Trump also a signed an extension of the Paycheck Protection Program, the federal subsidy program that is helping keep millions on the job. The bipartisan law gives companies more flexibility in using funds from the forgivable federal loans to pay their workers and cover other qualified expenses.

Protester paint a giant Black Lives Matter sign on 16th street near the White House in Washington, D.C., on Friday. (Daniel Slim/AFP/Getty Images)

Not far from where Trump spoke, city workers and activists painted the words Black Lives Matter in enormous bright yellow letters on the the street leading to the White House, a highly visible sign of the District of Columbia’s embrace of a protest movement that has put it at odds with President Donald Trump.

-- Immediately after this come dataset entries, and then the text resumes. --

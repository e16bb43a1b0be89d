use std::io;
use std::path::PathBuf;

use thiserror::Error;

/// Everything that can go wrong while loading or splitting a matrix.
///
/// All variants are fatal; the binary reports them once and exits non-zero.
#[derive(Debug, Error)]
pub enum SplitError {
    /// Bad configuration detected before any file is touched.
    #[error("invalid configuration: {0}")]
    Configuration(String),

    #[error("file not found: {}", .0.display())]
    NotFound(PathBuf),

    /// The file length does not fit `rows * columns` elements of the declared width.
    #[error(
        "binary size mismatch. File has {bytes} bytes -> {implied} values of {width} bytes; \
         expected {expected} ({rows}×{columns}). Check rows/columns or element width."
    )]
    SizeMismatch {
        bytes: u64,
        implied: usize,
        expected: usize,
        rows: usize,
        columns: usize,
        width: usize,
    },

    #[error(
        "loaded matrix is {}×{}, expected {}×{}",
        .actual.0, .actual.1, .expected.0, .expected.1
    )]
    ShapeMismatch {
        expected: (usize, usize),
        actual: (usize, usize),
    },

    #[error("{context}")]
    Io {
        context: String,
        #[source]
        source: io::Error,
    },
}

impl SplitError {
    /// Wrap an I/O error with a short description of what was being done.
    pub fn io(context: impl Into<String>, source: io::Error) -> Self {
        SplitError::Io {
            context: context.into(),
            source,
        }
    }
}

pub type Result<T> = std::result::Result<T, SplitError>;
//! Text rendering of matrix values.
//!
//! Column files use the C `%.9g` conversion so that their content matches
//! what other numeric tools produce for the same data.

/// Significant digits used for column files.
pub const COLUMN_PRECISION: usize = 9;

/// Render `value` like C's `printf("%.{precision}g", value)`.
///
/// The exponent `x` of the value after rounding to `precision` significant
/// digits selects the style: fixed notation when `-4 <= x < precision`,
/// scientific otherwise. Trailing zeros are stripped in both styles.
pub fn format_general(value: f64, precision: usize) -> String {
    if value.is_nan() {
        return "nan".to_string();
    }
    if value.is_infinite() {
        return if value < 0.0 { "-inf" } else { "inf" }.to_string();
    }

    let precision = precision.max(1);
    if value == 0.0 {
        return if value.is_sign_negative() { "-0" } else { "0" }.to_string();
    }

    // `{:e}` rounds to the requested digits, so its exponent is the one %g uses.
    let sci = format!("{:.*e}", precision - 1, value);
    let (mantissa, exponent) = match sci.split_once('e') {
        Some(parts) => parts,
        None => return sci,
    };
    let exponent: i32 = exponent.parse().unwrap_or(0);

    if exponent < -4 || exponent >= precision as i32 {
        let mantissa = strip_trailing_zeros(mantissa);
        let sign = if exponent < 0 { '-' } else { '+' };
        format!("{mantissa}e{sign}{:02}", exponent.unsigned_abs())
    } else {
        let decimals = (precision as i32 - 1 - exponent).max(0) as usize;
        let fixed = format!("{:.*}", decimals, value);
        strip_trailing_zeros(&fixed).to_string()
    }
}

fn strip_trailing_zeros(s: &str) -> &str {
    if s.contains('.') {
        s.trim_end_matches('0').trim_end_matches('.')
    } else {
        s
    }
}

D.C. Mayor Muriel Bowser tweeted aerial video of the mural shortly after it was completed Friday. The letters and an image of the city’s flag stretch across 16th Street for two blocks, ending just before the church where Trump staged a photo-op after federal officers forcibly cleared a peaceful demonstration to make way for the president and his entourage.

“The section of 16th street in front of the White House is now officially ‘Black Lives Matter Plaza,”‘ Bowser tweeted. A black and white sign was put up to mark the change.

Bowser’s endorsement of the project follows her verbal clashes with the Trump administration over the response to local protests of Floyd’s killing. Bowser has complained about the heavy-handed federal response and called for the removal of out-of-state National Guard troops. She says their differences highlight the need for D.C. to be a state and have more control over its internal affairs.

On Thursday, as the protests turned peaceful, she ended a curfew imposed after people damaged buildings and broke into businesses over the weekend and Monday.

The mayor also tweeted out a letter from House Speaker Nancy Pelosi, who wrote the president to express alarm that peaceful protesters were being confronted by heavily armed federal agents and officers, many of them with their identities and agencies obscured.